Estoy entre que algo ha cambiado y que sigo a medias de todo.
Hoy termina un proceso que empezó hace dos meses y medio, cuando me caí de la bici en el Puerto de Santa María. Esa tarde mi mente temblorosa vacilaba entre comprender lo que significaba tener reventado el radio del brazo derecho e inducir tranquilidad en los corazones de mis padres. Mis padres, a mi lado en todo momento, intentaron comportarse como si yo siguiese teniendo doce años. Mamá explicó al médico que yo siempre había sido muy sufrido y soportaba muy bien el dolor.
G. estaba en todas partes. En Cádiz, en Madrid, en el desierto. Antes de entrar en el quirófano. Tras mis párpados al salir de allí. Sólo estuvo él, su pánico al volante y mi familia al otro lado del teléfono.

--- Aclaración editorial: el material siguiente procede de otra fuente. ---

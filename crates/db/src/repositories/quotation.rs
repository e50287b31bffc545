use sqlx::Row;

use rfpdesk_core::domain::dispatch::DispatchKey;
use rfpdesk_core::domain::quotation::{MessageId, Quotation, QuotationId};
use rfpdesk_core::domain::template::TemplateId;
use rfpdesk_core::domain::vendor::VendorId;

use super::{
    decode_decimal, decode_error, decode_time, encode_time, QuotationRepository, RepositoryError,
};
use crate::DbPool;

pub struct SqlQuotationRepository {
    pool: DbPool,
}

impl SqlQuotationRepository {
    pub fn new(pool: DbPool) -> Self {
        Self { pool }
    }
}

const QUOTATION_COLUMNS: &str = "id, template_id, vendor_id, message_id, subject, body,
     quoted_amount, currency, received_at, is_reviewed, notes";

fn row_to_quotation(row: &sqlx::sqlite::SqliteRow) -> Result<Quotation, RepositoryError> {
    let id: String = row.try_get("id").map_err(decode_error)?;
    let template_id: String = row.try_get("template_id").map_err(decode_error)?;
    let vendor_id: i64 = row.try_get("vendor_id").map_err(decode_error)?;
    let message_id: String = row.try_get("message_id").map_err(decode_error)?;
    let quoted_amount: Option<String> = row.try_get("quoted_amount").map_err(decode_error)?;
    let received_at: String = row.try_get("received_at").map_err(decode_error)?;

    Ok(Quotation {
        id: QuotationId(id),
        key: DispatchKey::new(TemplateId(template_id), VendorId(vendor_id)),
        message_id: MessageId(message_id),
        subject: row.try_get("subject").map_err(decode_error)?,
        body: row.try_get("body").map_err(decode_error)?,
        quoted_amount: quoted_amount
            .as_deref()
            .map(|raw| decode_decimal("quotation.quoted_amount", raw))
            .transpose()?,
        currency: row.try_get("currency").map_err(decode_error)?,
        received_at: decode_time("quotation.received_at", &received_at)?,
        is_reviewed: row.try_get("is_reviewed").map_err(decode_error)?,
        notes: row.try_get("notes").map_err(decode_error)?,
    })
}

#[async_trait::async_trait]
impl QuotationRepository for SqlQuotationRepository {
    async fn insert_if_absent(&self, quotation: Quotation) -> Result<bool, RepositoryError> {
        let written = sqlx::query(
            "INSERT INTO quotation (id, template_id, vendor_id, message_id, subject, body,
                                    quoted_amount, currency, received_at, is_reviewed, notes)
             VALUES (?, ?, ?, ?, ?, ?, ?, ?, ?, ?, ?)
             ON CONFLICT(message_id) DO NOTHING",
        )
        .bind(&quotation.id.0)
        .bind(&quotation.key.template_id.0)
        .bind(quotation.key.vendor_id.0)
        .bind(&quotation.message_id.0)
        .bind(&quotation.subject)
        .bind(&quotation.body)
        .bind(quotation.quoted_amount.map(|amount| amount.to_string()))
        .bind(&quotation.currency)
        .bind(encode_time(&quotation.received_at))
        .bind(quotation.is_reviewed)
        .bind(&quotation.notes)
        .execute(&self.pool)
        .await?;

        Ok(written.rows_affected() > 0)
    }

    async fn find_by_id(&self, id: &QuotationId) -> Result<Option<Quotation>, RepositoryError> {
        let row = sqlx::query(&format!("SELECT {QUOTATION_COLUMNS} FROM quotation WHERE id = ?"))
            .bind(&id.0)
            .fetch_optional(&self.pool)
            .await?;

        row.as_ref().map(row_to_quotation).transpose()
    }

    async fn list_for_template(
        &self,
        template_id: &TemplateId,
    ) -> Result<Vec<Quotation>, RepositoryError> {
        let rows = sqlx::query(&format!(
            "SELECT {QUOTATION_COLUMNS} FROM quotation
             WHERE template_id = ? ORDER BY received_at ASC, message_id ASC"
        ))
        .bind(&template_id.0)
        .fetch_all(&self.pool)
        .await?;

        rows.iter().map(row_to_quotation).collect()
    }

    async fn mark_reviewed(
        &self,
        id: &QuotationId,
        notes: Option<String>,
    ) -> Result<Option<Quotation>, RepositoryError> {
        // Notes are only replaced when new ones are given.
        let updated = sqlx::query(
            "UPDATE quotation SET is_reviewed = 1, notes = COALESCE(?, notes) WHERE id = ?",
        )
        .bind(&notes)
        .bind(&id.0)
        .execute(&self.pool)
        .await?;

        if updated.rows_affected() == 0 {
            return Ok(None);
        }
        self.find_by_id(id).await
    }
}

#[cfg(test)]
mod tests {
    use chrono::{Duration, Utc};
    use rust_decimal::Decimal;

    use rfpdesk_core::domain::dispatch::{DispatchKey, DispatchRecord};
    use rfpdesk_core::domain::quotation::{MessageId, Quotation, QuotationId};
    use rfpdesk_core::domain::template::EmailTemplate;
    use rfpdesk_core::domain::vendor::VendorId;

    use super::SqlQuotationRepository;
    use crate::repositories::dispatch::tests::seeded_pool;
    use crate::repositories::{DispatchRepository, QuotationRepository, SqlDispatchRepository};
    use crate::DbPool;

    async fn with_sent_dispatch() -> (DbPool, EmailTemplate, DispatchKey) {
        let (pool, template) = seeded_pool(1).await;
        let key = DispatchKey::new(template.id.clone(), VendorId(1));
        let mut record = DispatchRecord::pending(
            key.clone(),
            template.owner.clone(),
            "Vendor 1",
            "v1@supply.test",
            Utc::now(),
        );
        record.mark_sent("thread-1", "out-1", Utc::now()).expect("sent");
        SqlDispatchRepository::new(pool.clone()).save(record).await.expect("dispatch");
        (pool, template, key)
    }

    fn quotation(key: &DispatchKey, message: &str, amount: Option<i64>, minutes: i64) -> Quotation {
        Quotation {
            id: QuotationId::generate(),
            key: key.clone(),
            message_id: MessageId(message.to_string()),
            subject: "Re: RFP: chairs".to_string(),
            body: "Our price is attached.".to_string(),
            quoted_amount: amount.map(|value| Decimal::new(value, 2)),
            currency: amount.map(|_| "USD".to_string()),
            received_at: Utc::now() - Duration::minutes(minutes),
            is_reviewed: false,
            notes: None,
        }
    }

    #[tokio::test]
    async fn duplicate_message_id_is_skipped() {
        let (pool, template, key) = with_sent_dispatch().await;
        let repo = SqlQuotationRepository::new(pool);

        let first = quotation(&key, "m1", Some(1_450_000), 5);
        assert!(repo.insert_if_absent(first.clone()).await.expect("insert"));
        assert!(!repo.insert_if_absent(quotation(&key, "m1", Some(1), 1)).await.expect("dupe"));

        let listed = repo.list_for_template(&template.id).await.expect("list");
        assert_eq!(listed, vec![first]);
    }

    #[tokio::test]
    async fn list_orders_by_receipt_and_keeps_null_amounts() {
        let (pool, template, key) = with_sent_dispatch().await;
        let repo = SqlQuotationRepository::new(pool);
        repo.insert_if_absent(quotation(&key, "late", Some(100), 1)).await.expect("late");
        repo.insert_if_absent(quotation(&key, "early", None, 10)).await.expect("early");

        let listed = repo.list_for_template(&template.id).await.expect("list");
        let messages = listed.iter().map(|q| q.message_id.0.as_str()).collect::<Vec<_>>();
        assert_eq!(messages, vec!["early", "late"]);
        assert_eq!(listed[0].quoted_amount, None);
        assert_eq!(listed[1].quoted_amount, Some(Decimal::new(100, 2)));
    }

    #[tokio::test]
    async fn mark_reviewed_sets_flag_and_notes() {
        let (pool, _template, key) = with_sent_dispatch().await;
        let repo = SqlQuotationRepository::new(pool);
        let stored = quotation(&key, "m1", Some(500), 1);
        repo.insert_if_absent(stored.clone()).await.expect("insert");

        let reviewed = repo
            .mark_reviewed(&stored.id, Some("checked freight".to_string()))
            .await
            .expect("review")
            .expect("exists");
        assert!(reviewed.is_reviewed);
        assert_eq!(reviewed.notes.as_deref(), Some("checked freight"));

        let again = repo.mark_reviewed(&stored.id, None).await.expect("review").expect("exists");
        assert_eq!(again.notes.as_deref(), Some("checked freight"));

        let missing = repo.mark_reviewed(&QuotationId::generate(), None).await.expect("query");
        assert_eq!(missing, None);
    }
}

He crecido durante semanas en el fisioterapeuta.
He sacado adelante un examen pendiente.
He intentado comprender por qué no soy escritor.
He esperado en vano sentado en la ventana la llegada del olor a lluvia.
He ido y vuelto aquí y allá varias veces.
Mi casa ya no está llena de pelos de gato.
Han vuelto las plantas sin nombre.
Y yo me arrancaría trozos de piel muerta.